Problem statement:
What you return must be the lines of the data that hold the word "lock".

** Study material follows **

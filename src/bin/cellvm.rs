//! VM CLI: bytecode text on stdin, program output on stdout,
//! end-of-run diagnostics on stderr.
use std::env;
use std::io::{self, Read};
use std::process;

use cellvm::{Program, Vm, VmConfig};

const VERSION: &str = env!("CARGO_PKG_VERSION");

fn print_usage() {
    eprintln!("cellvm v{VERSION}");
    eprintln!();
    eprintln!("USAGE:");
    eprintln!("    cellvm [OPTIONS] < program.cvm");
    eprintln!();
    eprintln!("OPTIONS:");
    eprintln!("    -h, --help       Print this help message");
    eprintln!("    -v, --version    Print version information");
    eprintln!("    -j, --jit        Execute through the native code generator");
    eprintln!("    --strict         Panic on unknown mnemonics instead of skipping them");
    eprintln!("    --stack <N>      Operand stack capacity in cells (default 500)");
    eprintln!("    --heap <N>       Heap size in cells, split into two semispaces (default 50000)");
    eprintln!("    --quiet          Skip the end-of-run diagnostics");
}

struct Options {
    config: VmConfig,
    jit: bool,
    quiet: bool,
}

fn parse_args() -> Result<Options, String> {
    let mut config = VmConfig::default();
    let mut jit = false;
    let mut quiet = false;
    let mut args = env::args().skip(1);
    while let Some(arg) = args.next() {
        match arg.as_str() {
            "-h" | "--help" => {
                print_usage();
                process::exit(0);
            }
            "-v" | "--version" => {
                println!("cellvm {VERSION}");
                process::exit(0);
            }
            "-j" | "--jit" => jit = true,
            "--strict" => config.strict = true,
            "--quiet" => quiet = true,
            "--stack" => {
                let value = args.next().ok_or("Missing value after --stack")?;
                config.stack_size = value
                    .parse()
                    .map_err(|_| format!("Bad stack size: {value}"))?;
            }
            "--heap" => {
                let value = args.next().ok_or("Missing value after --heap")?;
                config.heap_size = value
                    .parse()
                    .map_err(|_| format!("Bad heap size: {value}"))?;
            }
            other => return Err(format!("Unknown option: {other}")),
        }
    }
    Ok(Options { config, jit, quiet })
}

fn run(options: &Options, program: &Program, vm: &mut Vm) -> Result<(), cellvm::VmError> {
    #[cfg(feature = "jit")]
    if options.jit {
        return match cellvm::jit::run_jit(vm, program) {
            Ok(()) => Ok(()),
            Err(cellvm::jit::JitError::Vm(e)) => Err(e),
            Err(e) => {
                eprintln!("Error: {e}");
                process::exit(1);
            }
        };
    }
    #[cfg(not(feature = "jit"))]
    if options.jit {
        eprintln!("Error: this build has no JIT; rebuild with --features jit");
        process::exit(1);
    }
    vm.run(program)
}

fn main() {
    tracing_subscriber::fmt()
        .with_env_filter(tracing_subscriber::EnvFilter::from_default_env())
        .with_writer(io::stderr)
        .init();

    let options = match parse_args() {
        Ok(options) => options,
        Err(e) => {
            eprintln!("Error: {e}");
            eprintln!();
            print_usage();
            process::exit(1);
        }
    };

    let mut text = String::new();
    if let Err(e) = io::stdin().read_to_string(&mut text) {
        eprintln!("Error: failed to read from stdin: {e}");
        process::exit(1);
    }

    let program = match Program::parse(&text) {
        Ok(program) => program,
        Err(e) => {
            eprintln!("Error: {e}");
            process::exit(1);
        }
    };

    let mut vm = Vm::new(&options.config);
    let result = run(&options, &program, &mut vm);

    if let Err(e) = &result {
        println!("PANIC: {e}");
    }
    if !options.quiet {
        let _ = vm.report(&mut io::stderr().lock());
    }
    if result.is_err() {
        process::exit(1);
    }
}
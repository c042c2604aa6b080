//! Linker: concatenate function blobs after the main body and resolve
//! `PUSHL` operands from table indices to absolute addresses.
//!
//! The main body always ends with `FIN`, so every blob start is at
//! least 1. That keeps address 0 free for the sentinel closure that the
//! type-check idiom pushes with `PUSHL -1`.

use tracing::debug;

use crate::compiler::CompiledForms;
use crate::program::{Op, Program};

/// Link-time failures.
#[derive(Debug, Clone, PartialEq, Eq)]
pub enum LinkError {
    /// A `PUSHL` operand that names no function table entry.
    DanglingFunction(i64),
    /// A blob would start at the address reserved for the sentinel
    /// closure.
    ReservedAddress,
}

impl std::fmt::Display for LinkError {
    fn fmt(&self, f: &mut std::fmt::Formatter<'_>) -> std::fmt::Result {
        match self {
            Self::DanglingFunction(k) => write!(f, "PUSHL references unknown function {k}"),
            Self::ReservedAddress => write!(f, "function blob would start at address 0"),
        }
    }
}

impl std::error::Error for LinkError {}

/// Produce the final executable program. Each `PUSHL` operand is
/// resolved exactly once, so a start address that happens to collide
/// with a later table index can never be relocated twice.
pub fn link(compiled: CompiledForms) -> Result<Program, LinkError> {
    let CompiledForms { main, functions } = compiled;
    let mut ops = main;
    let mut starts = Vec::with_capacity(functions.len());
    for func in functions {
        starts.push(ops.len());
        ops.extend(func);
    }
    if starts.first() == Some(&0) {
        return Err(LinkError::ReservedAddress);
    }
    for op in &mut ops {
        if let Op::PushL(k) = *op {
            if k == -1 {
                continue;
            }
            let start = usize::try_from(k)
                .ok()
                .and_then(|k| starts.get(k))
                .ok_or(LinkError::DanglingFunction(k))?;
            *op = Op::PushL(*start as i64);
        }
    }
    debug!(target: "cellvm::linker", len = ops.len(), functions = starts.len(), "linked");
    Ok(Program::new(ops))
}
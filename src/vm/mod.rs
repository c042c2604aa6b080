//! The stack virtual machine.
//!
//! A `Vm` owns the operand stack and the two-space heap, executes a
//! decoded [`Program`], and collects run statistics. Any precondition
//! violation stops the dispatch loop with a [`VmError`]; there is no
//! recovery inside a program.
//!
//! # Call frames
//!
//! `CALL` finds the closure on top of the stack and leaves its slot in
//! place, pushing the saved return address and the caller's
//! environment above it, so a frame for an `n`-argument call is
//! `args… lambda ip env`. The callee's prologue reads argument `i`
//! with `PUSHFS (3 + n - i)`; `RET n` pops the two saved cells and
//! then reclaims the `n` leftover argument slots together with the
//! spent lambda slot. The caller's frame pointer travels in the high
//! payload bits of the saved return-address cell.

pub mod heap;

use std::fmt;
use std::io::{self, Write};
use std::time::{Duration, Instant};

use tracing::{trace, warn};

use crate::cell::{Cell, HeapIx, Tag};
use crate::program::{Op, Program};
use heap::Heap;

pub type VmResult<T> = Result<T, VmError>;

/// Conditions that stop the dispatch loop.
///
/// The rendering is the tail of the `PANIC:` diagnostic line, so each
/// variant formats as `<OP>, <condition>`.
#[derive(Debug, Clone, PartialEq, Eq)]
pub enum VmError {
    StackUnderflow { op: &'static str },
    StackOverflow { op: &'static str },
    TypeMismatch { op: &'static str, detail: &'static str },
    DivisionByZero { op: &'static str },
    HeapExhausted { op: &'static str },
    BadJump { op: &'static str, target: i64 },
    BadOperand { op: &'static str, value: i64 },
    UnknownOpcode(String),
}

impl fmt::Display for VmError {
    fn fmt(&self, f: &mut fmt::Formatter<'_>) -> fmt::Result {
        match self {
            Self::StackUnderflow { op } => {
                write!(f, "{op}, not enough elements on the stack")
            }
            Self::StackOverflow { op } => write!(f, "{op}, stack overflow"),
            Self::TypeMismatch { op, detail } => write!(f, "{op}, {detail}"),
            Self::DivisionByZero { op } => write!(f, "{op}, division by zero"),
            Self::HeapExhausted { op } => write!(f, "{op}, heap exhausted"),
            Self::BadJump { op, target } => write!(f, "{op}, jump target {target} out of range"),
            Self::BadOperand { op, value } => write!(f, "{op}, bad operand {value}"),
            Self::UnknownOpcode(m) => write!(f, "{m}, unknown opcode"),
        }
    }
}

impl std::error::Error for VmError {}

/// Runtime dimensions and policies.
#[derive(Debug, Clone)]
pub struct VmConfig {
    /// Operand stack capacity in cells.
    pub stack_size: usize,
    /// Total heap size in cells; each semispace gets half.
    pub heap_size: usize,
    /// Panic on unknown mnemonics instead of skipping them.
    pub strict: bool,
}

impl Default for VmConfig {
    fn default() -> Self {
        Self {
            stack_size: 500,
            heap_size: 50_000,
            strict: false,
        }
    }
}

/// The frame pointer rides in a 28-bit field of the saved
/// return-address cell, which bounds the stack.
const MAX_STACK: usize = (1 << 28) - 1;
/// Pair cells hold 30-bit indices, which bounds the heap.
const MAX_HEAP: usize = 1 << 30;

enum Output {
    Stdout,
    Buffer(Vec<u8>),
}

impl Output {
    fn write_all(&mut self, bytes: &[u8]) {
        match self {
            // Print failures are not program errors; stdout going away
            // mid-run just loses output, as it always has.
            Self::Stdout => {
                let _ = io::stdout().write_all(bytes);
            }
            Self::Buffer(buf) => buf.extend_from_slice(bytes),
        }
    }
}

enum Flow {
    Next,
    Jumped,
    Halt,
}

/// Statistics gathered by a run.
#[derive(Debug, Clone, Copy, Default)]
pub struct VmStats {
    pub ticks: u64,
    pub stack_peak: u32,
    pub exec_time: Duration,
    pub jit_time: Duration,
}

pub struct Vm {
    stack: Box<[Cell]>,
    heap: Heap,
    stack_ptr: u32,
    env_ptr: HeapIx,
    frame_ptr: u32,
    pc: usize,
    strict: bool,
    output: Output,
    stats: VmStats,
    /// Panic raised from native code, picked up after it returns.
    #[cfg(feature = "jit")]
    pending_panic: Option<VmError>,
    /// Memory-mapped flag the native code polls after callbacks.
    #[cfg(feature = "jit")]
    panic_flag: u32,
    /// Panic table installed by the native code generator; callbacks
    /// refer to entries by index.
    #[cfg(feature = "jit")]
    jit_panics: Vec<VmError>,
    /// Scratch slot for the native dispatcher's computed-jump selector.
    #[cfg(feature = "jit")]
    jit_selector: u32,
}

/// Raw pointers into the live VM state for the native code generator.
/// All of them stay valid for as long as the `Vm` is neither moved nor
/// dropped; the boxed stack and heap never reallocate.
#[cfg(feature = "jit")]
pub(crate) struct RawParts {
    pub vm: *mut Vm,
    pub stack: *mut u64,
    pub stack_len: u64,
    pub heap_half: u64,
    pub heap: *mut u64,
    pub sp: *mut u32,
    pub hp: *mut u32,
    pub gc_count: *mut u32,
    pub ep: *mut u32,
    pub fp: *mut u32,
    pub panic_flag: *mut u32,
    pub selector: *mut u32,
}
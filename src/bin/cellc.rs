//! Compiler CLI: S-expressions on stdin, linked bytecode on stdout.
use std::env;
use std::io::{self, Read, Write};
use std::process;

use cellvm::compile_source;

const VERSION: &str = env!("CARGO_PKG_VERSION");

fn print_usage() {
    eprintln!("cellc v{VERSION}");
    eprintln!();
    eprintln!("USAGE:");
    eprintln!("    cellc [OPTIONS] < program.lsp > program.cvm");
    eprintln!();
    eprintln!("OPTIONS:");
    eprintln!("    -h, --help        Print this help message");
    eprintln!("    -v, --version     Print version information");
    eprintln!("    -o, --optimize    Run the peephole optimizer");
}

struct Options {
    optimize: bool,
}

fn parse_args() -> Result<Options, String> {
    let mut optimize = false;
    for arg in env::args().skip(1) {
        match arg.as_str() {
            "-h" | "--help" => {
                print_usage();
                process::exit(0);
            }
            "-v" | "--version" => {
                println!("cellc {VERSION}");
                process::exit(0);
            }
            "-o" | "--optimize" => optimize = true,
            other => return Err(format!("Unknown option: {other}")),
        }
    }
    Ok(Options { optimize })
}

fn main() {
    tracing_subscriber::fmt()
        .with_env_filter(tracing_subscriber::EnvFilter::from_default_env())
        .with_writer(io::stderr)
        .init();

    let options = match parse_args() {
        Ok(options) => options,
        Err(e) => {
            eprintln!("Error: {e}");
            eprintln!();
            print_usage();
            process::exit(1);
        }
    };

    let mut source = String::new();
    if let Err(e) = io::stdin().read_to_string(&mut source) {
        eprintln!("Error: failed to read from stdin: {e}");
        process::exit(1);
    }

    let program = match compile_source(&source, options.optimize) {
        Ok(program) => program,
        Err(e) => {
            eprintln!("Error: {e}");
            process::exit(1);
        }
    };

    let mut stdout = io::stdout().lock();
    if let Err(e) = write!(stdout, "{program}") {
        eprintln!("Error: failed to write bytecode: {e}");
        process::exit(1);
    }
}
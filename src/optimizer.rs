//! Peephole optimizer for compiled function blobs.
//!
//! Two rewrites, applied per function before linking:
//!
//! | Pattern | Replacement | Rationale |
//! |---------|-------------|-----------|
//! | `PUSHCI n; RJZ k; POP` with `n > 0` | (remove) | a constant true predicate never branches |
//! | argument prologue + env lookups | `PUSHFP` reads | arguments are already on the stack |
//!
//! Branch offsets are relative and measured in instructions, so every
//! deletion re-scans the function for branches whose source-to-target
//! interval crosses the edited region and adjusts them; branches
//! entirely before or after the edit are untouched.

use smallvec::SmallVec;
use tracing::debug;

use crate::cell::Sym;
use crate::compiler::{CompiledForms, LOOKUP_LEN};
use crate::program::Op;

/// Instructions removed by each pass.
#[derive(Debug, Clone, Copy, Default, PartialEq, Eq)]
pub struct OptimizerStats {
    pub cond_removed: usize,
    pub funarg_removed: usize,
}

/// Run both passes over every function blob. The main body is left
/// alone: its only branches belong to `cond` forms whose predicates the
/// fold pass would also see in functions, and the reference pipeline
/// only ever rewrote functions.
pub fn optimize(compiled: &mut CompiledForms) -> OptimizerStats {
    let mut stats = OptimizerStats::default();
    for func in &mut compiled.functions {
        stats.cond_removed += fold_constant_conditions(func);
        stats.funarg_removed += elide_argument_bindings(func);
    }
    debug!(
        target: "cellvm::optimizer",
        cond_removed = stats.cond_removed,
        funarg_removed = stats.funarg_removed,
        "peephole passes done"
    );
    stats
}

/// Delete `count` instructions starting at `start`, retargeting every
/// branch whose interval spans the deleted region.
fn remove_ops(func: &mut Vec<Op>, start: usize, count: usize) {
    let end = start + count;
    let mut fixups: SmallVec<[(usize, i32); 8]> = SmallVec::new();
    for (i, op) in func.iter().enumerate() {
        let Some(d) = op.branch_offset() else {
            continue;
        };
        if i >= start && i < end {
            continue;
        }
        let target = i as i64 + d as i64;
        if i < start && target > start as i64 {
            // forward branch over the deletion shrinks
            fixups.push((i, d - count as i32));
        } else if i >= end && target < start as i64 {
            // backward branch over the deletion shrinks too
            fixups.push((i, d + count as i32));
        }
    }
    for (i, d) in fixups {
        func[i] = func[i].with_branch_offset(d);
    }
    func.drain(start..end);
}

/// Remove `PUSHCI n; RJZ k; POP` triples with `n > 0`: the branch can
/// never be taken and the flag is popped unread.
fn fold_constant_conditions(func: &mut Vec<Op>) -> usize {
    let mut removed = 0;
    let mut i = 2;
    while i < func.len() {
        if matches!(func[i], Op::Pop)
            && matches!(func[i - 1], Op::Rjz(_))
            && matches!(func[i - 2], Op::PushCi(n) if n > 0)
        {
            remove_ops(func, i - 2, 3);
            removed += 3;
            i = 2;
            continue;
        }
        i += 1;
    }
    removed
}

/// One formal-binding group emitted by the lambda prologue.
fn binding_group(window: &[Op]) -> Option<Sym> {
    match window {
        [Op::LoadEnv, Op::PushFs(_), Op::PushS(name), Op::Cons, Op::Cons, Op::StoreEnv] => {
            Some(*name)
        }
        _ => None,
    }
}

/// The full inline symbol-lookup sequence, returning the symbol.
fn lookup_sequence(window: &[Op]) -> Option<Sym> {
    match window {
        [Op::LoadEnv, Op::PushCar, Op::PushCar, Op::Eqsi(name), Op::Rjnz(6), Op::Pop, Op::Pop, Op::Pop, Op::Cdr, Op::Rjmp(-8), Op::Pop, Op::Pop, Op::Cdr, Op::Swap(0), Op::Pop] => {
            Some(*name)
        }
        _ => None,
    }
}

const GROUP_LEN: usize = 6;

/// Rewrite argument access to frame-relative reads.
///
/// When the function never builds a real closure, the prologue groups
/// that bind formals into the environment are deleted outright; a
/// nested closure might capture a formal through the chain, so in that
/// case the bindings stay. Either way, every inline lookup of a formal
/// becomes a single `PUSHFP` read: the binding groups are net-zero on
/// the stack, so frame offsets hold throughout the body.
fn elide_argument_bindings(func: &mut Vec<Op>) -> usize {
    let mut bound: SmallVec<[Sym; 8]> = SmallVec::new();
    for i in 0..func.len().saturating_sub(GROUP_LEN - 1) {
        if let Some(name) = binding_group(&func[i..i + GROUP_LEN]) {
            bound.push(name);
        }
    }
    if bound.is_empty() {
        return 0;
    }
    let mut removed = 0;

    let produces_lambda = func
        .iter()
        .any(|op| matches!(op, Op::PushL(k) if *k != -1));
    if !produces_lambda {
        let mut i = 0;
        while i + GROUP_LEN <= func.len() {
            if binding_group(&func[i..i + GROUP_LEN]).is_some() {
                remove_ops(func, i, GROUP_LEN);
                removed += GROUP_LEN;
                i = 0;
                continue;
            }
            i += 1;
        }
    }

    let mut i = 0;
    while i + LOOKUP_LEN <= func.len() {
        if let Some(name) = lookup_sequence(&func[i..i + LOOKUP_LEN]) {
            if let Some(index) = bound.iter().position(|s| *s == name) {
                // drop all but one instruction, then overwrite the
                // survivor with the frame read
                remove_ops(func, i, LOOKUP_LEN - 1);
                func[i] = Op::PushFp(-((bound.len() - index - 1) as i32));
                removed += LOOKUP_LEN - 1;
                i = 0;
                continue;
            }
        }
        i += 1;
    }
    removed
}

** End of Study material **

Response box:
        let _ = vm.report(&mut io::stderr().lock());
    let mut stdout = io::stdout().lock();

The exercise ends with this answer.